__About this task__: Each line in the records that mentions the word "style" needs to be listed.

>>>>

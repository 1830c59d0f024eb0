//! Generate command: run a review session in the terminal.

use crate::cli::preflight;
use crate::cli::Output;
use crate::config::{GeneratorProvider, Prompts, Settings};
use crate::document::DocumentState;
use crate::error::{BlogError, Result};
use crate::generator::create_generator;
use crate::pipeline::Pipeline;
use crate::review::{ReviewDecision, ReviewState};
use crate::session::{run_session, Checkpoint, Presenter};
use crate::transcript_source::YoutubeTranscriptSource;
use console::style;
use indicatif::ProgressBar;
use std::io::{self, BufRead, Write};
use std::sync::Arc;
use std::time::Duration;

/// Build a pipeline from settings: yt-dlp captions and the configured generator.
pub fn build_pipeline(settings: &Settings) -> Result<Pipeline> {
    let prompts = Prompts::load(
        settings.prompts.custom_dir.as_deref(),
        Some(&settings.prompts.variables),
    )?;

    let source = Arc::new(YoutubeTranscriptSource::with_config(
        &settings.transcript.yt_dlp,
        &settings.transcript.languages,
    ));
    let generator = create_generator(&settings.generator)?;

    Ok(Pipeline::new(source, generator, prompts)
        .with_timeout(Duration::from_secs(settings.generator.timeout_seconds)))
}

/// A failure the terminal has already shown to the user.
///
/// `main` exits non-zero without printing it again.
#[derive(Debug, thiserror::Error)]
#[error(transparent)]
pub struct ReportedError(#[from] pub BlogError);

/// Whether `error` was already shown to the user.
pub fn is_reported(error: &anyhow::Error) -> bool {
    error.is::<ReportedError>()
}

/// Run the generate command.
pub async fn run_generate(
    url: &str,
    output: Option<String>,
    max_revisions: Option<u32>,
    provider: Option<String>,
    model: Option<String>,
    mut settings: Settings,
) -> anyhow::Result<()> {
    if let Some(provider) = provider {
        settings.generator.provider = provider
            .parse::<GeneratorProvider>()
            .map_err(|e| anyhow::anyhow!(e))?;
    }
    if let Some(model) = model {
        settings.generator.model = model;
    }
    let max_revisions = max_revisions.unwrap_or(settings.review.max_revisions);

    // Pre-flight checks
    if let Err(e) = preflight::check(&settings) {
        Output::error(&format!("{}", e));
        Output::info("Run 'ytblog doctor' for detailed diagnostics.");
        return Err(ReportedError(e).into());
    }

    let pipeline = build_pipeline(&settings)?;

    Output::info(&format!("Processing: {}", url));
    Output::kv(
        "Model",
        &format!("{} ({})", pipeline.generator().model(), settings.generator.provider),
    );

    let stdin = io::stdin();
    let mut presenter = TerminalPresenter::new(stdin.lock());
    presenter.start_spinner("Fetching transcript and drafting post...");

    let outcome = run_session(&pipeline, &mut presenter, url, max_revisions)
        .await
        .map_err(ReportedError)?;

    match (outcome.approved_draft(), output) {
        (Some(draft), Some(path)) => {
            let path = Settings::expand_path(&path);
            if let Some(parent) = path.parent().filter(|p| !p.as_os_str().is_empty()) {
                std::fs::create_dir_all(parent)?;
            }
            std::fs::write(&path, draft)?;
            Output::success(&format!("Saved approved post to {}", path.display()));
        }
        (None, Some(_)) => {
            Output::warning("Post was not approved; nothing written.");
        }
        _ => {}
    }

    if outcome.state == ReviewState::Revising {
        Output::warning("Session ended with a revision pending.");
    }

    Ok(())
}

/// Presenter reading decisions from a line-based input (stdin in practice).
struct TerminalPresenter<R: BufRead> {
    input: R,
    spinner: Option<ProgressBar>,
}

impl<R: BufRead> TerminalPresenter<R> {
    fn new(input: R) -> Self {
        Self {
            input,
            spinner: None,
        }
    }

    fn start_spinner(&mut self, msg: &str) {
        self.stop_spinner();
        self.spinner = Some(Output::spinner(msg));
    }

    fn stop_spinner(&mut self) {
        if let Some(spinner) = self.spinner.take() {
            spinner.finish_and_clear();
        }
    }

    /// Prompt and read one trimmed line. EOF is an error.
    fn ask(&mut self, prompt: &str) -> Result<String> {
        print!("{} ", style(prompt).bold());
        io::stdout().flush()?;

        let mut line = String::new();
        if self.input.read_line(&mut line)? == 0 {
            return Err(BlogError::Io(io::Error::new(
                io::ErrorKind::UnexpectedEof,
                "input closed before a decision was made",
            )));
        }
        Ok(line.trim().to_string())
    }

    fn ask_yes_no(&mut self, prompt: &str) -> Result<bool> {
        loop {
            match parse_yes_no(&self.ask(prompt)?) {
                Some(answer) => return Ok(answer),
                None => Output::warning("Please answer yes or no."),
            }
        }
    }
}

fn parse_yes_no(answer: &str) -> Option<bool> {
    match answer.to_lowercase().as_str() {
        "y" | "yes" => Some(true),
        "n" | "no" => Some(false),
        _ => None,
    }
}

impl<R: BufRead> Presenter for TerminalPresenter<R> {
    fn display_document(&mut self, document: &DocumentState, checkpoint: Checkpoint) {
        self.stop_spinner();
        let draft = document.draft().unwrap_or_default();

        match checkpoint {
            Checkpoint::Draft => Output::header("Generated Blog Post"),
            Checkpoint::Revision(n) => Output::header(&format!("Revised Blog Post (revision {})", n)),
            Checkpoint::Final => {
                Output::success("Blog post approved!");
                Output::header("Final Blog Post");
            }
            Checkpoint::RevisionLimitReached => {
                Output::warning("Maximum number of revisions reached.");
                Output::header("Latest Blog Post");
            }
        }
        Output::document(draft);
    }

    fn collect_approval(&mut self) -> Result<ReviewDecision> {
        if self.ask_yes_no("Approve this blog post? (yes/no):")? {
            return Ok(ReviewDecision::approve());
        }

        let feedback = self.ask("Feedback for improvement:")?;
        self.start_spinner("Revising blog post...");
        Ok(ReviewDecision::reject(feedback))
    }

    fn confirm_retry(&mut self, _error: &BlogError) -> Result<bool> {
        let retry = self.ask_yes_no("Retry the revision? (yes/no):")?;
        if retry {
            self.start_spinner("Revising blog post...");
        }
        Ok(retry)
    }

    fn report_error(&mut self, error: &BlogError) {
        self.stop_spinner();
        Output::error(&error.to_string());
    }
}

<<<<

__Solution to this problem__:
use console::style;
        print!("{} ", style(prompt).bold());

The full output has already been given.